Thursday, April 2, 2009

Southland in the Springtime

We have returned from our Journey South; I have tasted spring and returned to the starving almost-north. While we were gone, on Mar 28-29, 6 inches of snow fell on Chicago's northern suburbs; some of it remains in the corner of the yard. But we missed all that...

We left on Friday night and drove pretty much straight south. Past Chicagoland, it was night time, and so I could not see changes as they occurred. (Interesting sighting in Chicago, though... tents in the forest preserves, not in any sort of sanctioned campsites. Is nature now the place to look for signs about the economy, as well? Are these the newly homeless victims of forclosure? Crazy.) Anyhow.

We drove until quite late, stopped in Louisville, KY, and awoke to resume our drive while it was still dark. The sun rose while we were somewhere between Louisville and Lexington; although perhaps I should say the day broke (we did not see the sun at all on Saturday). The hills of Kentucky were wonderfully green, even through the mist. The roadside grass was verdant; yellow daffodils swayed in the wind. The understory of the forest -- the layer that here we might call the buckthorn-and-honeysuckle later, and there seems to be absent of buckthorn but still has honeysuckle -- was leafy. The taller trees had no leaves yet, but almost all were flowering or seeding, having already flowered (as in the case of maples). From a distance, this had a hazy coloring effect. It was like a subtle fall. Rather than the bold crimson and gold of autumn, the trees were coated in the muted burgandy and chartreuse of tree flowers. Understated. Beautiful more in the hopeful sense of things to come than anything else.

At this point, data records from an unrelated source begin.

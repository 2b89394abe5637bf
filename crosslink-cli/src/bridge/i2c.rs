//! I2C transfers through the MCP2221, and the embedded_hal I2C trait.
use embedded_hal::i2c::{self, I2c, NoAcknowledgeSource, Operation, SevenBitAddress};

use super::commands::{McpCommand, UsbReport};
use super::{BridgeError, MAX_I2C_TRANSFER, MAX_RETRIES, Mcp2221, RETRY_DELAY};

/// Bytes of I2C data carried by each outgoing HID report.
const WRITE_CHUNK: usize = 60;
/// Data length reported by Get Data when the engine failed to read.
const GET_DATA_ERROR: u8 = 127;

/// The MCP2221's I2C bus.
///
/// The MCP2221 needs the length of a transfer up front and cannot resume a
/// write after ending a HID command, so every transaction is coalesced into at
/// most one write followed by at most one read.
pub(crate) struct I2cBus<'a> {
    bridge: &'a Mcp2221,
}

impl<'a> I2cBus<'a> {
    pub(super) fn new(bridge: &'a Mcp2221) -> Self {
        Self { bridge }
    }

    /// Write `data`, optionally leaving the bus without a STOP for a following read.
    fn write_data(&self, address: u8, data: &[u8], no_stop: bool) -> Result<(), BridgeError> {
        if data.is_empty() {
            return Err(BridgeError::I2cTransferEmpty);
        }
        let Ok([tx_len_low, tx_len_high]) = u16::try_from(data.len()).map(u16::to_le_bytes) else {
            return Err(BridgeError::I2cTransferTooLong);
        };

        let mut command = UsbReport::new(if no_stop {
            McpCommand::I2cWriteDataNoStop
        } else {
            McpCommand::I2cWriteData
        });
        command.set_data_byte(1, tx_len_low);
        command.set_data_byte(2, tx_len_high);
        command.set_data_byte(3, address << 1);

        for (idx, chunk) in data.chunks(WRITE_CHUNK).enumerate() {
            command.write_buffer[4..4 + chunk.len()].copy_from_slice(chunk);
            let mut retries = MAX_RETRIES;
            loop {
                match self.bridge.transfer(&command) {
                    Ok(_) => break,
                    Err(BridgeError::I2cEngineBusy) if retries > 0 => {
                        retries -= 1;
                        std::thread::sleep(RETRY_DELAY);
                    }
                    Err(e) => return Err(e),
                }
            }
            // The MCP2221 happily accepts data for a missing target, so check the
            // address was acknowledged after the first chunk.
            if idx == 0 {
                self.bail_for_nack()?;
            }
        }
        Ok(())
    }

    /// Read into `buffer`, with a repeated START if a write preceded it.
    fn read_data(
        &self,
        address: u8,
        buffer: &mut [u8],
        repeated_start: bool,
    ) -> Result<(), BridgeError> {
        if buffer.is_empty() {
            return Err(BridgeError::I2cTransferEmpty);
        }
        let Ok([tx_len_low, tx_len_high]) = u16::try_from(buffer.len()).map(u16::to_le_bytes)
        else {
            return Err(BridgeError::I2cTransferTooLong);
        };

        let mut command = UsbReport::new(if repeated_start {
            McpCommand::I2cReadDataRepeatedStart
        } else {
            McpCommand::I2cReadData
        });
        command.set_data_byte(1, tx_len_low);
        command.set_data_byte(2, tx_len_high);
        command.set_data_byte(3, address << 1 | 1);
        self.bridge.transfer(&command)?;
        self.bail_for_nack()?;
        self.get_data(buffer)
    }

    /// Collect read data from the MCP2221 after a read request.
    fn get_data(&self, buffer: &mut [u8]) -> Result<(), BridgeError> {
        let get_command = UsbReport::new(McpCommand::I2cGetData);
        let mut read_so_far = 0;
        let mut retries = MAX_RETRIES;

        while read_so_far < buffer.len() {
            match self.bridge.transfer(&get_command) {
                Ok(response) => {
                    retries = MAX_RETRIES;
                    if response[3] == GET_DATA_ERROR {
                        continue;
                    }
                    let length = usize::from(response[3]).min(buffer.len() - read_so_far);
                    buffer[read_so_far..read_so_far + length]
                        .copy_from_slice(&response[4..4 + length]);
                    read_so_far += length;
                }
                // The host can ask for data faster than the engine produces it.
                Err(BridgeError::I2cEngineReadError) if retries > 0 => {
                    retries -= 1;
                    std::thread::sleep(RETRY_DELAY);
                }
                Err(e) => return Err(e),
            }
        }
        Ok(())
    }

    /// Cancel the transfer if the target did not acknowledge its address.
    fn bail_for_nack(&self) -> Result<(), BridgeError> {
        let (_, acknowledged) = self.bridge.i2c_status()?;
        if acknowledged {
            Ok(())
        } else {
            self.bridge.i2c_cancel_transfer()?;
            Err(BridgeError::I2cAddressNack)
        }
    }
}

/// Adjacent writes joined into one buffer, and the total length of the reads.
///
/// Fails for a read followed by a write, which the MCP2221 cannot do without an
/// intervening STOP.
fn coalesce(operations: &[Operation<'_>]) -> Result<(Vec<u8>, usize), BridgeError> {
    let mut write_data = Vec::new();
    let mut read_length = 0;
    let mut reading = false;
    for op in operations {
        match op {
            Operation::Write(_) if reading => {
                return Err(BridgeError::I2cUnsupportedTransaction);
            }
            Operation::Write(bytes) => write_data.extend_from_slice(bytes),
            Operation::Read(buf) => {
                reading = true;
                read_length += buf.len();
            }
        }
    }
    if write_data.len() > MAX_I2C_TRANSFER || read_length > MAX_I2C_TRANSFER {
        return Err(BridgeError::I2cTransferTooLong);
    }
    if write_data.is_empty() && read_length == 0 {
        return Err(BridgeError::I2cTransferEmpty);
    }
    Ok((write_data, read_length))
}

impl i2c::Error for BridgeError {
    fn kind(&self) -> i2c::ErrorKind {
        match self {
            BridgeError::I2cAddressNack => {
                i2c::ErrorKind::NoAcknowledge(NoAcknowledgeSource::Address)
            }
            _ => i2c::ErrorKind::Other,
        }
    }
}

impl i2c::ErrorType for I2cBus<'_> {
    type Error = BridgeError;
}

impl I2c<SevenBitAddress> for I2cBus<'_> {
    /// Execute the operations as at most one write and one read.
    ///
    /// Consecutive writes are sent as a single write, so continuation chunks
    /// reach the target without a repeated START. A write followed by a read
    /// uses a repeated START between the two.
    fn transaction(
        &mut self,
        address: SevenBitAddress,
        operations: &mut [Operation<'_>],
    ) -> Result<(), Self::Error> {
        let (write_data, read_length) = coalesce(operations)?;

        if !write_data.is_empty() {
            self.write_data(address, &write_data, read_length > 0)?;
        }
        if read_length == 0 {
            return Ok(());
        }

        let mut read_data = vec![0u8; read_length];
        self.read_data(address, &mut read_data, !write_data.is_empty())?;
        let mut copied_so_far = 0;
        for op in operations.iter_mut() {
            if let Operation::Read(buf) = op {
                let end = copied_so_far + buf.len();
                buf.copy_from_slice(&read_data[copied_so_far..end]);
                copied_so_far = end;
            }
        }
        Ok(())
    }
}
//! Minimal MCP2221 driver used as the CrossLink's I2C transport and reset line.
//!
//! Only the HID commands needed for I2C transfers and for driving one GP pin
//! are implemented. The GP pin must already be set up for GPIO operation in the
//! MCP2221's flash or SRAM settings.
use std::time::Duration;

use bit_field::BitField;
use hidapi::{HidApi, HidDevice};

use commands::{McpCommand, UsbReport};

mod commands;
mod gpio;
mod i2c;

pub(crate) use gpio::{GpPin, ResetPin};
pub(crate) use i2c::I2cBus;

/// Largest I2C transfer the MCP2221 can make, in bytes.
pub(crate) const MAX_I2C_TRANSFER: usize = u16::MAX as usize;

const COMMAND_SUCCESS: u8 = 0x00;
/// Attempts made when the I2C engine reports it is busy.
const MAX_RETRIES: u8 = 20;
const RETRY_DELAY: Duration = Duration::from_millis(2);

/// Problems when talking to the MCP2221 or through it.
#[derive(Debug, thiserror::Error)]
pub(crate) enum BridgeError {
    /// A command did not complete; the enclosed code replaced the success code.
    #[error("MCP2221 command failed with code {0:#04x}")]
    CommandFailed(u8),
    /// The command code echoed back was not the one sent.
    #[error("MCP2221 echoed command {received:#04x} for {sent:#04x}")]
    MismatchedCommandCodeEcho {
        /// Command code that was sent.
        sent: u8,
        /// Command code echoed back.
        received: u8,
    },
    /// The I2C engine was busy; the command may be retried.
    #[error("MCP2221 I2C engine busy")]
    I2cEngineBusy,
    /// The I2C engine could not hand back read data yet; may be retried.
    #[error("MCP2221 I2C engine read error")]
    I2cEngineReadError,
    /// No target acknowledged the address.
    #[error("I2C address not acknowledged")]
    I2cAddressNack,
    /// More than 65,535 bytes in a single transfer.
    #[error("I2C transfer longer than 65,535 bytes")]
    I2cTransferTooLong,
    /// A zero-length transfer, which can lock up the bus.
    #[error("zero-length I2C transfer")]
    I2cTransferEmpty,
    /// The MCP2221 cannot read and then write without a STOP in between.
    #[error("I2C transaction with a read before a write is not supported")]
    I2cUnsupportedTransaction,
    /// The GP pin chosen for the reset line is not in GPIO mode.
    #[error("{0} is not configured for GPIO operation")]
    PinNotGpio(GpPin),
    /// The USB HID layer failed.
    #[error("USB HID error: {0}")]
    HidApi(#[from] hidapi::HidError),
}

/// An MCP2221 USB to I2C and GPIO bridge.
pub(crate) struct Mcp2221 {
    inner: HidDevice,
}

impl Mcp2221 {
    /// Connect to the first USB device found with the given vendor and product ID.
    pub(crate) fn connect_with_vid_and_pid(
        vendor_id: u16,
        product_id: u16,
    ) -> Result<Self, BridgeError> {
        let hidapi = HidApi::new()?;
        let device = hidapi.open(vendor_id, product_id)?;
        Ok(Self { inner: device })
    }

    /// The I2C bus, as an [`embedded_hal::i2c::I2c`] implementation.
    pub(crate) fn i2c(&self) -> I2cBus<'_> {
        I2cBus::new(self)
    }

    /// Use `pin` as the CrossLink reset line.
    ///
    /// The pin is switched to an output immediately, driven to `idle_high`.
    pub(crate) fn reset_pin(
        &self,
        pin: GpPin,
        idle_high: bool,
    ) -> Result<ResetPin<'_>, BridgeError> {
        ResetPin::new(self, pin, idle_high)
    }

    /// Write the given command to the MCP2221 and read the 64-byte response.
    fn transfer(&self, command: &UsbReport) -> Result<[u8; 64], BridgeError> {
        let out_command_byte = command.write_buffer[0];
        let written = self.inner.write(&command.report_bytes())?;

        let mut read_buffer = [0u8; 64];
        let read = self.inner.read(&mut read_buffer)?;
        let read_command_byte = read_buffer[0];

        assert_eq!(written, 65, "Didn't write full report.");
        assert_eq!(read, 64, "Didn't read full report.");

        if read_command_byte != out_command_byte {
            return Err(BridgeError::MismatchedCommandCodeEcho {
                sent: out_command_byte,
                received: read_command_byte,
            });
        }

        let status_code = read_buffer[1];
        if status_code == COMMAND_SUCCESS {
            Ok(read_buffer)
        } else {
            command
                .check_error_code(status_code)
                .and(Err(BridgeError::CommandFailed(status_code)))
        }
    }

    /// Read the I2C engine state: (idle, address acknowledged).
    ///
    /// See table 3-2 of the datasheet, bytes 8 and 20.
    fn i2c_status(&self) -> Result<(bool, bool), BridgeError> {
        let buf = self.transfer(&UsbReport::new(McpCommand::StatusSetParameters))?;
        // A cleared bit 6 means the target acknowledged.
        Ok((buf[8] == 0x00, !buf[20].get_bit(6)))
    }

    /// Cancel the current I2C transfer, forcing a STOP onto the bus.
    ///
    /// Nothing is sent if the engine is idle, as cancelling an idle engine
    /// leaves it stuck busy.
    fn i2c_cancel_transfer(&self) -> Result<(), BridgeError> {
        let (idle, _) = self.i2c_status()?;
        if idle {
            return Ok(());
        }
        let mut command = UsbReport::new(McpCommand::StatusSetParameters);
        command.set_data_byte(2, 0x10);
        self.transfer(&command)?;
        Ok(())
    }
}
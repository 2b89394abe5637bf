//! Configuration status register read after a bitstream burst.

use bit_field::BitField;

/// Raw 32-bit value of the CrossLink configuration status register.
///
/// Only three bits are decoded. The raw value is kept so that callers can log
/// or inspect the remaining bits when a load fails.
///
/// # Datasheet
///
/// The register is read with `LSC_READ_STATUS` and arrives least significant
/// byte first.
#[derive(Debug, Clone, Copy, PartialEq, Eq)]
pub struct StatusWord(u32);

impl StatusWord {
    /// Bit set once the device has entered user mode.
    pub const DONE_BIT: usize = 16;
    /// Bit set while the configuration engine is busy.
    pub const BUSY_BIT: usize = 20;
    /// Bit set when the configuration engine reports a failure.
    pub const FAIL_BIT: usize = 21;

    /// Wrap a raw register value.
    pub const fn new(raw: u32) -> Self {
        Self(raw)
    }

    pub(crate) fn from_le_bytes(bytes: [u8; 4]) -> Self {
        Self(u32::from_le_bytes(bytes))
    }

    /// The raw register value.
    pub const fn bits(&self) -> u32 {
        self.0
    }

    /// The device has been configured and is running the loaded design.
    ///
    /// This is the only flag that decides whether a load succeeded; BUSY and
    /// FAIL are reported for diagnostics only.
    pub fn done(&self) -> bool {
        self.0.get_bit(Self::DONE_BIT)
    }

    /// The configuration engine is still busy.
    pub fn busy(&self) -> bool {
        self.0.get_bit(Self::BUSY_BIT)
    }

    /// The configuration engine flagged an error.
    pub fn fail(&self) -> bool {
        self.0.get_bit(Self::FAIL_BIT)
    }
}

impl From<u32> for StatusWord {
    fn from(value: u32) -> Self {
        Self(value)
    }
}

impl std::fmt::Display for StatusWord {
    fn fmt(&self, f: &mut std::fmt::Formatter<'_>) -> std::fmt::Result {
        fn yes_no(flag: bool) -> &'static str {
            if flag { "yes" } else { "no" }
        }
        write!(
            f,
            "{:#010x} (done: {}, busy: {}, fail: {})",
            self.0,
            yes_no(self.done()),
            yes_no(self.busy()),
            yes_no(self.fail())
        )
    }
}

#[cfg(test)]
mod test {
    use super::StatusWord;

    #[test]
    fn decodes_flags() {
        let status = StatusWord::new(1 << 16 | 1 << 21);
        assert!(status.done());
        assert!(!status.busy());
        assert!(status.fail());
    }

    #[test]
    fn wire_order_is_little_endian() {
        let status = StatusWord::from_le_bytes([0x00, 0x00, 0x01, 0x00]);
        assert_eq!(status.bits(), 0x0001_0000);
        assert!(status.done());
    }

    #[test]
    fn display_lists_flags() {
        let status = StatusWord::new(1 << 20);
        assert_eq!(
            status.to_string(),
            "0x00100000 (done: no, busy: yes, fail: no)"
        );
    }
}
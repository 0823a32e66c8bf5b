// Loading
mod image;
pub use image::Image;

// Running
mod runtime;
pub use runtime::{
    Fault, Instruction, JsrTarget, Memory, Opcode, Operand, Register, Registers, RunFlag,
    RunState, TrapVect, END_OF_INPUT, IN_PROMPT, KBDR, KBSR, MEMORY_MAX, PC_START,
};
pub mod input;
mod term;
pub use term::{CrlfWriter, RawMode};

mod output;
pub use output::Output;

mod error;

pub mod env;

As we continued into West Virginia, Virginia, and finally North Carolina, we saw more showy flowering trees polka dotting the woods, like redbud, dogwood and some sort of fruit trees. Some tall trees were actually leafing out, though the leaves were tiny.

It seemed leaves actually grew larger and more plentiful each day of our trip. There were many factors in play, here... time, elevation, latitude, and possibly my imagination. But actually, once leaves emerge, they grow measurably each day, so it is quite likely that there were more and larger leaves every day. Even in Ohio, there was a lot of green. Until, of course, we returned here, where the only leaves I've seen are on honeysuckles. (Boo.)

The best part of the trip, nature-viewing-wise, was the wildflowers. Spring ephemerals... their name says it all. Who wouldn't be thrilled to happen upon something ephemeral? Here are some photos...
1. Bloodroot (Ohio, also blooming in NC)
2. Dutchman's breeches (Ohio)
3. Spring Beauties (N. Carolina)
4-5. Hepatica (Ohio). Note color variations, which range from purple to pink to white.
6. Mayapple (NC; some were fully umbrella-ed, but I like this photo)
7. Trillium (Ohio, at similar stage in NC)
8. Naomi sketching ephemerals. I quite wish I had a scanner so I could put sketches in; I am a better plant sketcher than photographer, but... oh, well.
Also seen, but now shown, because, really, who wants to look at too many photos... rue anenome, cutleaf toothwort, violets, trout lilies (leaves only), some yellow flower that wasn't fully open and therefore I couldn't ID, and probably more that I am not thinking of now.
Meanwhile, back in Illinois:
A friend saw the first garter snakes, 4/1. Turtle, 4/1. Trout lilies emerging, 4/1. Wild garlic emerging, 4/1?.
And, I planted many seeds indoors for that day, 6-8 weeks in the future, when frost danger is over and veggies can go outside. Planned to plant cold season crops outside today, but it is supposed to possibly snow again so I will wait a few days.